Уклад дома, пропитанный русским духом, с традиционными горничными и нянями — восемь человек прислуги, — не исключал европейского элемента — гувернантками были то фрейлен, то мадемуазель, и высокая немка Августа, весьма придирчивая, весело пела вместе с детьми: Ach, du lieber Augustin, Augustin, Augustin (Ax, мой милый Августин…). «Германское воспитание», — сказала Марина. Но она часто говорила по-разному: то она русская, то она нерусская.
Дом семью окнами смотрел на переулок.

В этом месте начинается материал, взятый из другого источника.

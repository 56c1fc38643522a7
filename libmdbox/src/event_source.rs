use ndarray::{Array1, Array2, ArrayView1, ArrayView2};
use rand::rngs::StdRng;
use rand::{Rng, SeedableRng};

use super::error::EventSourceError;
use super::event::MDEvent;
use super::extent::Extent;

/// The boundary to the event converter.
///
/// A source yields events already projected into the output frame and already known to
/// lie within the configured extents. Events come out in arrival order.
pub trait EventSource<const ND: usize> {
    /// Total number of events available locally
    fn n_events(&self) -> usize;

    /// The first `fraction` of the events by arrival order. A fraction of 1.0 gives all.
    fn events(&self, fraction: f64) -> Vec<MDEvent<ND>>;
}

/// Number of events selected by `fraction` out of `n_events`
pub fn n_selected(n_events: usize, fraction: f64) -> usize {
    if fraction >= 1.0 {
        n_events
    } else if fraction <= 0.0 || fraction.is_nan() {
        0
    } else {
        ((n_events as f64) * fraction).floor() as usize
    }
}

/// An in-memory, arrival ordered list of events
#[derive(Debug, Clone, Default)]
pub struct EventList<const ND: usize> {
    events: Vec<MDEvent<ND>>,
}

impl<const ND: usize> EventList<ND> {
    pub fn new(events: Vec<MDEvent<ND>>) -> Self {
        Self { events }
    }

    /// Build a list from columnar converter output: one row of `coords` per event
    pub fn from_arrays(
        coords: ArrayView2<f64>,
        signal: ArrayView1<f64>,
        error_squared: ArrayView1<f64>,
    ) -> Result<Self, EventSourceError> {
        let (n_rows, n_cols) = coords.dim();
        if n_cols != ND {
            return Err(EventSourceError::BadDimensions(n_cols, ND));
        }
        if signal.len() != n_rows || error_squared.len() != n_rows {
            return Err(EventSourceError::LengthMismatch(
                n_rows,
                signal.len(),
                error_squared.len(),
            ));
        }
        let events = coords
            .rows()
            .into_iter()
            .zip(signal.iter().zip(error_squared.iter()))
            .map(|(row, (s, e))| {
                let mut point = [0.0; ND];
                for (dim, value) in row.iter().enumerate() {
                    point[dim] = *value;
                }
                MDEvent::new(point, *s, *e)
            })
            .collect();
        Ok(Self { events })
    }

    /// Uniformly distributed unit weight events inside `extents`
    pub fn generate_uniform(n_events: usize, extents: &[Extent; ND], seed: u64) -> Self {
        let mut rng = StdRng::seed_from_u64(seed);
        let events = (0..n_events)
            .map(|_| {
                let mut point = [0.0; ND];
                for (dim, value) in point.iter_mut().enumerate() {
                    *value = rng.gen_range(extents[dim].min..=extents[dim].max);
                }
                MDEvent::unweighted(point)
            })
            .collect();
        Self { events }
    }

    /// Events clustered around `n_peaks` random centres, like Bragg peaks in Q space.
    ///
    /// Positions are drawn from a box of half width `peak_width` around a centre and
    /// clipped into `extents`. Signal and error are drawn around one. The events are
    /// produced as columns and passed through `from_arrays`, the same way converter
    /// output is.
    pub fn generate_peaks(
        n_events: usize,
        extents: &[Extent; ND],
        n_peaks: usize,
        peak_width: f64,
        seed: u64,
    ) -> Result<Self, EventSourceError> {
        let mut rng = StdRng::seed_from_u64(seed);
        let n_peaks = n_peaks.max(1);
        let centres: Vec<[f64; ND]> = (0..n_peaks)
            .map(|_| {
                let mut centre = [0.0; ND];
                for (dim, value) in centre.iter_mut().enumerate() {
                    *value = rng.gen_range(extents[dim].min..=extents[dim].max);
                }
                centre
            })
            .collect();
        let half_width = if peak_width.is_finite() {
            peak_width.abs()
        } else {
            0.0
        };

        let mut coords = Array2::<f64>::zeros((n_events, ND));
        let mut signal = Array1::<f64>::zeros(n_events);
        for (idx, mut row) in coords.rows_mut().into_iter().enumerate() {
            let centre = &centres[idx % n_peaks];
            for (dim, value) in row.iter_mut().enumerate() {
                let offset = if half_width > 0.0 {
                    rng.gen_range(-half_width..=half_width)
                } else {
                    0.0
                };
                *value = (centre[dim] + offset).clamp(extents[dim].min, extents[dim].max);
            }
            signal[idx] = rng.gen_range(0.5..1.5);
        }
        Self::from_arrays(coords.view(), signal.view(), signal.view())
    }

    pub fn as_slice(&self) -> &[MDEvent<ND>] {
        &self.events
    }

    pub fn push(&mut self, event: MDEvent<ND>) {
        self.events.push(event);
    }

    pub fn len(&self) -> usize {
        self.events.len()
    }

    pub fn is_empty(&self) -> bool {
        self.events.is_empty()
    }

    pub fn into_inner(self) -> Vec<MDEvent<ND>> {
        self.events
    }
}

impl<const ND: usize> EventSource<ND> for EventList<ND> {
    fn n_events(&self) -> usize {
        self.events.len()
    }

    fn events(&self, fraction: f64) -> Vec<MDEvent<ND>> {
        let n = n_selected(self.events.len(), fraction);
        self.events[..n].to_vec()
    }
}

#[cfg(test)]
mod tests {
    use super::*;
    use ndarray::array;

    #[test]
    fn test_fraction_takes_first_events() {
        let list = EventList::new((0..10).map(|i| MDEvent::unweighted([i as f64])).collect());
        let sample = list.events(0.35);
        assert_eq!(sample.len(), 3);
        assert_eq!(sample[2].coordinate(0), 2.0);
        assert_eq!(list.events(1.0).len(), 10);
        assert!(list.events(0.0).is_empty());
    }

    #[test]
    fn test_from_arrays() {
        let coords = array![[0.0, 1.0], [2.0, 3.0], [4.0, 5.0]];
        let signal = Array1::from(vec![1.0, 2.0, 3.0]);
        let error = Array1::from(vec![0.1, 0.2, 0.3]);
        let list = EventList::<2>::from_arrays(coords.view(), signal.view(), error.view()).unwrap();
        assert_eq!(list.len(), 3);
        assert_eq!(list.as_slice()[1].coordinates(), &[2.0, 3.0]);
        assert_eq!(list.as_slice()[2].signal(), 3.0);

        let bad = EventList::<3>::from_arrays(coords.view(), signal.view(), error.view());
        assert!(matches!(bad, Err(EventSourceError::BadDimensions(2, 3))));
        let short = Array1::from(vec![1.0]);
        let bad = EventList::<2>::from_arrays(coords.view(), short.view(), error.view());
        assert!(matches!(bad, Err(EventSourceError::LengthMismatch(3, 1, 3))));
    }

    #[test]
    fn test_generated_events_are_inside_extents() {
        let extents = [Extent::new(-10.0, 10.0), Extent::new(0.0, 1.0), Extent::new(5.0, 6.0)];
        let uniform = EventList::generate_uniform(500, &extents, 7);
        let peaks = EventList::generate_peaks(500, &extents, 3, 2.0, 7).unwrap();
        for event in uniform.as_slice().iter().chain(peaks.as_slice()) {
            for (dim, extent) in extents.iter().enumerate() {
                assert!(extent.contains(event.coordinate(dim)));
            }
        }
        let again = EventList::generate_uniform(500, &extents, 7);
        assert_eq!(again.as_slice(), uniform.as_slice());
    }
}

У дома регулярно появлялись татарин-старьевщик, плечистый «князь» в сером халате, и точильщик ножей, окруженный голубями. Праздником сердца возникал шарманщик, то с попугаем, то без. Звучало «Пой, ласточка, пой!». Даже магазины — Севастьянова, Филиппова, Елисеева, особенно последний, где люди ходят по коврам из опилок, не говоря уже о заоблачном царстве магазина Мюра и Мерилиза, где разъезжает чудо техники лифт, Мусей невзлюбленный до конца жизни, — были чем-то нематериальным, из области воображения. А потом появился трамвай, угрожая исчезновением замечательным конкам. Москва была старой, уютной, с еще керосиновыми фонарями. На московское семихолмие падал снег, и со свистом скользили санки. На Пасху ее заливал преобильный колокольный звон, и солировал Иван Великий. Все вокруг было очень русским, старозаветным, но локомотив истории надвигался неумолимо. Для Муси, фигурально говоря, живые часы с кукушкой были предпочтительней механического метронома.